ABOUT THIS EXERCISE
Print, exactly as they appear in the listing below, the lines from the line with "filename src/sheet/cell.rs" to the line with "pub fn a1(&self)", with both end lines kept.

DATA PROVIDED
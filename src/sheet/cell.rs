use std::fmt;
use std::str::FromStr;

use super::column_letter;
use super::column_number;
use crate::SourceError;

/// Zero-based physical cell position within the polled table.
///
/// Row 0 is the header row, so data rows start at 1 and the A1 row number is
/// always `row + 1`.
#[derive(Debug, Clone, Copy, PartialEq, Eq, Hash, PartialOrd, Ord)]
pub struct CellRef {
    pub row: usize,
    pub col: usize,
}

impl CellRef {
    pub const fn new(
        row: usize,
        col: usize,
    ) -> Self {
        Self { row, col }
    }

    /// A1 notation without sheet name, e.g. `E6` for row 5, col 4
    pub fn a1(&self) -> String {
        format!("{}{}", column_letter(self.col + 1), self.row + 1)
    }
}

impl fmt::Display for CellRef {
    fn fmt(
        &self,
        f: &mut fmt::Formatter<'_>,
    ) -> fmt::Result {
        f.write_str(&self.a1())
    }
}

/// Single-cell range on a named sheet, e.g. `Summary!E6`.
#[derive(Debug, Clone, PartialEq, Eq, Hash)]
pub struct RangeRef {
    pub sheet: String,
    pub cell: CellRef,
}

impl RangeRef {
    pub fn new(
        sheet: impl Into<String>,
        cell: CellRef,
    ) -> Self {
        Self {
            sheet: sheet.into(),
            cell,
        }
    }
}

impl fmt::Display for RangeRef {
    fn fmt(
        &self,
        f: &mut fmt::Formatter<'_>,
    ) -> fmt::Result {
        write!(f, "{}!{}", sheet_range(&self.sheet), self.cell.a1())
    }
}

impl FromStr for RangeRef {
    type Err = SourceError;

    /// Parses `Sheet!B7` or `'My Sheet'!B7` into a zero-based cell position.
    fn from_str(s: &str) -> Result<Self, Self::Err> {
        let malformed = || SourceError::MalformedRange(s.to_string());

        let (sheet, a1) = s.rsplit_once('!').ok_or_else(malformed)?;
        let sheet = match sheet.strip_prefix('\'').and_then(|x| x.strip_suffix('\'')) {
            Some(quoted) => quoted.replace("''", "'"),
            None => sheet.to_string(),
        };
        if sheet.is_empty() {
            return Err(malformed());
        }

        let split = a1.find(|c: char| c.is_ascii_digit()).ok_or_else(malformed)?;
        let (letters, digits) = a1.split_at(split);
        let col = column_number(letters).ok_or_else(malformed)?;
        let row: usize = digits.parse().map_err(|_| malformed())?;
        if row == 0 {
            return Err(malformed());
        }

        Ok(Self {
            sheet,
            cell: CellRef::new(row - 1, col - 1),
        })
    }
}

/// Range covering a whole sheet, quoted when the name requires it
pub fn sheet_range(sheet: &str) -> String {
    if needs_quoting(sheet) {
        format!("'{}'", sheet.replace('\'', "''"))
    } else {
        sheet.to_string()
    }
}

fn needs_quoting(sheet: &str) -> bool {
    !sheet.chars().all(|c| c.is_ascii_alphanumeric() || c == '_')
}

...

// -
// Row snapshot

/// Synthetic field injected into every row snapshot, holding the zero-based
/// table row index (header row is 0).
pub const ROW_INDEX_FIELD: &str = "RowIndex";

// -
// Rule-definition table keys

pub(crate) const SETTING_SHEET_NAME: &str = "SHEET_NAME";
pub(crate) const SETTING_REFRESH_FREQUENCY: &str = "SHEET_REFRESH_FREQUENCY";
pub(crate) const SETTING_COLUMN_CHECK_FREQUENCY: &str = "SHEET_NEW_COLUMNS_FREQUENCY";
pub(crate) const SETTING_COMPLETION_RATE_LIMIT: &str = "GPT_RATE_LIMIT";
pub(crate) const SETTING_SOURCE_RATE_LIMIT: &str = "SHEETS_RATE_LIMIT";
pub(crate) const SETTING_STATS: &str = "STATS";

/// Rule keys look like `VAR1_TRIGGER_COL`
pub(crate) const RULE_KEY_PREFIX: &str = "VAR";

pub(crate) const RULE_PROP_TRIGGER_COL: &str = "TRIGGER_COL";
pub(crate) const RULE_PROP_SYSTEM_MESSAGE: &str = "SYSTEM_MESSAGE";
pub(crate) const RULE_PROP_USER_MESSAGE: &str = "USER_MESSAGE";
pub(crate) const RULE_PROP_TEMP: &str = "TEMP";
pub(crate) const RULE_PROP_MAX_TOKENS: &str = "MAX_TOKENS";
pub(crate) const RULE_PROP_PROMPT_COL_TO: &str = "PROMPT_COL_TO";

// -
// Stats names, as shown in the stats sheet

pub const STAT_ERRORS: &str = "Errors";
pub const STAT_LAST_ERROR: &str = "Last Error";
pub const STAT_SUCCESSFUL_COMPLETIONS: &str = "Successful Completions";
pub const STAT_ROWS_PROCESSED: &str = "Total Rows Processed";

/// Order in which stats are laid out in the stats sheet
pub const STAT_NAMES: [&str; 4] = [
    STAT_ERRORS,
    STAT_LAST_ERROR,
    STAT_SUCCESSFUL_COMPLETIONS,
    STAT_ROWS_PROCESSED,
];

TASK OUTPUT
filename src/sheet/cell.rs
use std::fmt;
use std::str::FromStr;

use super::column_letter;
use super::column_number;
use crate::SourceError;

/// Zero-based physical cell position within the polled table.
///
/// Row 0 is the header row, so data rows start at 1 and the A1 row number is
/// always `row + 1`.
#[derive(Debug, Clone, Copy, PartialEq, Eq, Hash, PartialOrd, Ord)]
pub struct CellRef {
    pub row: usize,
    pub col: usize,
}

impl CellRef {
    pub const fn new(
        row: usize,
        col: usize,
    ) -> Self {
        Self { row, col }
    }

    /// A1 notation without sheet name, e.g. `E6` for row 5, col 4
    pub fn a1(&self) -> String {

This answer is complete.